What the exercise asks: Could you reproduce the lines below from the one with "pub fn push_interval(&mut" through the one with "point, finished or not."? Keep both ends and add nothing.

(Dataset entries)
*****
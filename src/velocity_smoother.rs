use std::collections::VecDeque;

use crate::errors::{SmootherError, SmootherResult, TimeSeriesError};
use crate::motion_state::MotionState;
use crate::time_series::{BoundaryQueue, TimePoint};

/// Tangent estimate at `p1` from its two neighbours.
///
/// Each `(time, position)` pair is treated as a point of the time-position
/// plane. Both secants are normalised by their chord length before the
/// slope is taken, which reduces to the central difference for evenly spaced
/// collinear points and flattens the tangent at sharp corners.
pub fn estimate_velocity(
    p0: TimePoint<f64>,
    p1: TimePoint<f64>,
    p2: TimePoint<f64>,
) -> SmootherResult<f64> {
    if !(p1.time > p0.time && p2.time > p1.time) {
        return Err(SmootherError::InvalidInterval {
            t0: p0.time,
            t1: p1.time,
            t2: p2.time,
        });
    }

    let d01 = (p1.time - p0.time).hypot(p1.value - p0.value);
    let d12 = (p2.time - p1.time).hypot(p2.value - p1.value);

    let numerator = (p2.value - p1.value) / d12 - (p0.value - p1.value) / d01;
    let denominator = (p2.time - p1.time) / d12 - (p0.time - p1.time) / d01;

    if denominator == 0.0 {
        return Err(SmootherError::SingularEstimate { time: p1.time });
    }
    let velocity = numerator / denominator;
    if !velocity.is_finite() {
        return Err(SmootherError::SingularEstimate { time: p1.time });
    }
    Ok(velocity)
}

/// Turns a stream of `(time, position)` waypoints into velocity-annotated
/// boundary states.
///
/// Works as a three-wide sliding window over the buffered points: as soon as
/// three unfinished points are held, the middle one gets its velocity and
/// the oldest one is finished and can be [`pop`](Self::pop)ped. Velocities
/// pinned through [`force_set_velocity`](Self::force_set_velocity) are never
/// overwritten by the estimator.
#[derive(Clone, Debug, Default)]
pub struct VelocitySmoother {
    points: BoundaryQueue,
    pinned: VecDeque<bool>,
    ready: usize,
}

impl VelocitySmoother {
    const WINDOW: usize = 3;

    pub fn new() -> Self {
        Self::default()
    }

    pub fn push(&mut self, time: f64, position: f64) -> SmootherResult<()> {
        self.points.push(time, MotionState::at_rest(position))?;
        self.pinned.push_back(false);

        if self.points.len() - self.ready == Self::WINDOW {
            if let Err(err) = self.finish_window() {
                // Leave the buffer as it was before the push.
                self.points.pop_back()?;
                self.pinned.pop_back();
                return Err(err);
            }
        }
        Ok(())
    }

    /// Appends a point `dt` after the newest buffered one.
    pub fn push_interval(&mut self, dt: f64, position: f64) -> SmootherResult<()> {
        let time = match self.points.back() {
            Ok(last) => last.time + dt,
            Err(_) => dt,
        };
        self.push(time, position)
    }

    /// Overrides the velocity of the buffered point at `index` (0 is the
    /// oldest) and pins it against later estimation.
    pub fn force_set_velocity(&mut self, index: usize, velocity: f64) -> SmootherResult<()> {
        let mut point = self.points.get(index)?;
        point.value.vel = velocity;
        self.points.set(index, point)?;
        self.pinned[index] = true;
        Ok(())
    }

    /// Marks every buffered point finished. Called once the stream ends, the
    /// last points keep whatever velocity they were pinned to (or zero).
    pub fn flush(&mut self) {
        self.ready = self.points.len();
    }

    /// Removes the oldest finished point.
    pub fn pop(&mut self) -> SmootherResult<TimePoint<MotionState>> {
        if self.ready == 0 {
            return Err(SmootherError::NotReady {
                buffered: self.points.len(),
            });
        }
        let point = self.points.pop_front()?;
        self.pinned.pop_front();
        self.ready -= 1;
        Ok(point)
    }

    /// Removes the newest buffered point, finished or not.
    pub fn pop_back(&mut self) -> SmootherResult<TimePoint<MotionState>> {
        let point = self.points.pop_back()?;
        self.pinned.pop_back();
        self.ready = self.ready.min(self.points.len());
        Ok(point)
    }

    pub fn front(&self) -> SmootherResult<TimePoint<MotionState>> {
        Ok(self.points.front()?)
    }

    pub fn back(&self) -> SmootherResult<TimePoint<MotionState>> {
        Ok(self.points.back()?)
    }

    pub fn get(&self, index: usize) -> SmootherResult<TimePoint<MotionState>> {
        Ok(self.points.get(index)?)
    }

    /// Number of buffered points, finished or not.
    pub fn size(&self) -> usize {
        self.points.len()
    }

    /// Number of finished points waiting to be popped.
    pub fn ready(&self) -> usize {
        self.ready
    }

    pub fn clear(&mut self) {
        self.points.clear();
        self.pinned.clear();
        self.ready = 0;
    }

    fn finish_window(&mut self) -> SmootherResult<()> {
        let mid = self.ready + 1;
        if !self.pinned[mid] {
            let velocity = estimate_velocity(
                self.position_at(mid - 1)?,
                self.position_at(mid)?,
                self.position_at(mid + 1)?,
            )?;
            let mut point = self.points.get(mid)?;
            point.value.vel = velocity;
            self.points.set(mid, point)?;
        }
        self.ready += 1;
        Ok(())
    }

    fn position_at(&self, index: usize) -> Result<TimePoint<f64>, TimeSeriesError> {
        let point = self.points.get(index)?;
        Ok(TimePoint::new(point.time, point.value.pos))
    }
}
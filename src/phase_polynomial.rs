use crate::motion_state::MotionState;

/// Quintic smoothstep `10u³ - 15u⁴ + 6u⁵`: 0 → 1 on `[0, 1]` with zero
/// first and second derivative at both ends.
pub fn smoothstep(u: f64) -> f64 {
    u * u * u * (10.0 + u * (-15.0 + 6.0 * u))
}

/// `∫₀ᵘ smoothstep`, equal to 1/2 at `u = 1`.
pub fn smoothstep_integral(u: f64) -> f64 {
    let u2 = u * u;
    u2 * u2 * (2.5 + u * (-3.0 + u))
}

/// `∫₀ᵘ ∫₀ˢ smoothstep`, equal to 1/7 at `u = 1`.
pub fn smoothstep_double_integral(u: f64) -> f64 {
    let u2 = u * u;
    u2 * u2 * u * (0.5 + u * (-0.5 + u / 7.0))
}

/// Shape of the acceleration inside one phase.
#[derive(Clone, Copy, Debug, Default, PartialEq, Eq)]
pub enum PhaseShape {
    /// Zero acceleration.
    #[default]
    Cruise,
    /// Quintic ramp from 0 to the peak acceleration.
    RampUp,
    /// Constant peak acceleration.
    Hold,
    /// Quintic ramp from the peak acceleration back to 0.
    RampDown,
}

/// Which end of the phase the stored position/velocity belong to.
#[derive(Clone, Copy, Debug, Default, PartialEq, Eq)]
pub enum Anchor {
    #[default]
    Start,
    End,
}

/// Describes a single phase of a segment profile in closed form.
///
/// `pos`/`vel` are the state at the anchor end, `acc` is the peak
/// acceleration of the phase (signed).
#[derive(Clone, Copy, Debug, Default, PartialEq)]
pub struct PhasePolynomial {
    pub start: f64,
    pub duration: f64,
    pub pos: f64,
    pub vel: f64,
    pub acc: f64,
    pub shape: PhaseShape,
    pub anchor: Anchor,
}

impl PhasePolynomial {
    pub fn new(
        start: f64,
        duration: f64,
        anchor_state: (f64, f64),
        acc: f64,
        shape: PhaseShape,
        anchor: Anchor,
    ) -> Self {
        Self {
            start,
            duration,
            pos: anchor_state.0,
            vel: anchor_state.1,
            acc,
            shape,
            anchor,
        }
    }

    /// Evaluates the phase at absolute time `t`, clamped into the phase.
    pub fn eval(&self, t: f64) -> MotionState {
        let duration = self.duration.max(0.0);
        match self.anchor {
            Anchor::Start => {
                let tau = (t - self.start).clamp(0.0, duration);
                self.eval_forward(tau, duration)
            }
            Anchor::End => {
                let sigma = (self.start + duration - t).clamp(0.0, duration);
                self.eval_backward(sigma, duration)
            }
        }
    }

    /// State at the end opposite to the anchor.
    pub fn far_state(&self) -> (f64, f64) {
        let state = match self.anchor {
            Anchor::Start => self.eval_forward(self.duration, self.duration),
            Anchor::End => self.eval_backward(self.duration, self.duration),
        };
        (state.pos, state.vel)
    }

    fn eval_forward(&self, tau: f64, duration: f64) -> MotionState {
        let (s0, v0, peak) = (self.pos, self.vel, self.acc);
        let u = if duration > 0.0 { tau / duration } else { 0.0 };
        let d2 = duration * duration;

        match self.shape {
            PhaseShape::Cruise => MotionState::new(s0 + v0 * tau, v0, 0.0),
            PhaseShape::Hold => {
                // s = s0 + v0*t + a*t^2/2
                MotionState::new(
                    s0 + v0 * tau + 0.5 * peak * tau * tau,
                    v0 + peak * tau,
                    peak,
                )
            }
            PhaseShape::RampUp => MotionState::new(
                s0 + v0 * tau + peak * d2 * smoothstep_double_integral(u),
                v0 + peak * duration * smoothstep_integral(u),
                peak * smoothstep(u),
            ),
            PhaseShape::RampDown => MotionState::new(
                s0 + v0 * tau + peak * d2 * (0.5 * u * u - smoothstep_double_integral(u)),
                v0 + peak * duration * (u - smoothstep_integral(u)),
                peak * (1.0 - smoothstep(u)),
            ),
        }
    }

    // Integrates from the end of the phase backwards; `sigma` is the time
    // remaining until the phase ends. Reversing time turns a ramp-down into
    // a ramp-up shape and vice versa.
    fn eval_backward(&self, sigma: f64, duration: f64) -> MotionState {
        let (s1, v1, peak) = (self.pos, self.vel, self.acc);
        let w = if duration > 0.0 { sigma / duration } else { 0.0 };
        let d2 = duration * duration;

        match self.shape {
            PhaseShape::Cruise => MotionState::new(s1 - v1 * sigma, v1, 0.0),
            PhaseShape::Hold => MotionState::new(
                s1 - v1 * sigma + 0.5 * peak * sigma * sigma,
                v1 - peak * sigma,
                peak,
            ),
            PhaseShape::RampDown => MotionState::new(
                s1 - v1 * sigma + peak * d2 * smoothstep_double_integral(w),
                v1 - peak * duration * smoothstep_integral(w),
                peak * smoothstep(w),
            ),
            PhaseShape::RampUp => MotionState::new(
                s1 - v1 * sigma + peak * d2 * (0.5 * w * w - smoothstep_double_integral(w)),
                v1 - peak * duration * (w - smoothstep_integral(w)),
                peak * (1.0 - smoothstep(w)),
            ),
        }
    }
}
*****
Answer for this exercise:
    pub fn push_interval(&mut self, dt: f64, position: f64) -> SmootherResult<()> {
        let time = match self.points.back() {
            Ok(last) => last.time + dt,
            Err(_) => dt,
        };
        self.push(time, position)
    }

    /// Overrides the velocity of the buffered point at `index` (0 is the
    /// oldest) and pins it against later estimation.
    pub fn force_set_velocity(&mut self, index: usize, velocity: f64) -> SmootherResult<()> {
        let mut point = self.points.get(index)?;
        point.value.vel = velocity;
        self.points.set(index, point)?;
        self.pinned[index] = true;
        Ok(())
    }

    /// Marks every buffered point finished. Called once the stream ends, the
    /// last points keep whatever velocity they were pinned to (or zero).
    pub fn flush(&mut self) {
        self.ready = self.points.len();
    }

    /// Removes the oldest finished point.
    pub fn pop(&mut self) -> SmootherResult<TimePoint<MotionState>> {
        if self.ready == 0 {
            return Err(SmootherError::NotReady {
                buffered: self.points.len(),
            });
        }
        let point = self.points.pop_front()?;
        self.pinned.pop_front();
        self.ready -= 1;
        Ok(point)
    }

    /// Removes the newest buffered point, finished or not.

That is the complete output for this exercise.